The enduring Gospel ~ Greg Laurie


But Saul was going everywhere to destroy the church. He went from house to house, dragging out both men and women to throw them into prison.
--Acts 8:3


Even before Saul was a part of the kingdom of God, he was working for it unwittingly. By attacking Christians, he caused them to spread out geographically. If he had not done this, it is entirely possible that the believers would have remained in a holy huddle in Jerusalem. But Jesus had told them to "go and make disciples of all the nations" (Matthew 28:19). Then along came Saul to arrest Christians, so they dispersed to various areas, and the gospel spread.

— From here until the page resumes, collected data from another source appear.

// SPDX-License-Identifier: MPL-2.0

//! Async photo capture pipeline
//!
//! ```text
//! CameraFrame → Post-Processing (render + filter) → JPEG Encoding
//!       ↓
//! Preview continues uninterrupted
//! ```
//!
//! The result is an encoded image paired with the filter that was baked in.

pub mod encoding;
pub mod processing;

pub use encoding::{EncodedImage, PhotoEncoder};
pub use processing::{PostProcessor, ProcessedImage};

use crate::backends::camera::types::CameraFrame;
use crate::constants::CAPTURE_JPEG_QUALITY;
use crate::filters::FilterType;
use std::sync::Arc;
use tracing::info;

/// Output of a single capture
#[derive(Debug, Clone, PartialEq, Eq)]
pub struct CapturedPhoto {
    pub image: EncodedImage,
    /// Filter baked into `image`
    pub filter: FilterType,
}

/// Capture → process → encode, for one filter
pub struct PhotoPipeline {
    post_processor: PostProcessor,
    encoder: PhotoEncoder,
}

impl PhotoPipeline {
    /// Pipeline for `filter` at the capture JPEG quality
    pub fn new(filter: FilterType) -> Self {
        Self {
            post_processor: PostProcessor::new(filter),
            encoder: PhotoEncoder::new(CAPTURE_JPEG_QUALITY),
        }
    }

    /// Process and encode a frame
    pub async fn capture(&self, frame: Arc<CameraFrame>) -> Result<CapturedPhoto, String> {
        let processed = self.post_processor.process(frame).await?;
        let image = self.encoder.encode(processed).await?;
        info!(
            width = image.width,
            height = image.height,
            bytes = image.len(),
            filter = %self.post_processor.filter(),
            "Photo captured"
        );
        Ok(CapturedPhoto {
            image,
            filter: self.post_processor.filter(),
        })
    }
}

Saul was living off hatred and threats, like a wild beast stalking its prey. He was on a search not for God, but for the followers of God. A raging fury obsessed him. And if someone would have said to him as was leaving Jerusalem, "Guess what, Saul? Before the day is over, you will be a follower of Jesus," he would have laughed out loud. But that is exactly what happened. And his conversion was so unexpected that many greeted it with skepticism and suspicion.

Saul's conversion was such an unlikely event that Baron George Lyttelton, a British agnostic of the 18th century, thought it would not be too difficult to disprove. In doing so, he reasoned, he could then show that the rest of the New Testament was unworthy of credibility. But after careful research on the life of Saul of Tarsus (later to become Paul), Lyttelton was convinced the story was true and became a Christian himself. He concluded, "I thought the Conversion and the Apostleship of St. Paul alone, duly considered, was of itself a demonstration sufficient to prove Christianity a Divine Revelation."

So when some people turn a deaf ear to the gospel, put us down, or attempt to shut us up, remember that the Word of God will not return void.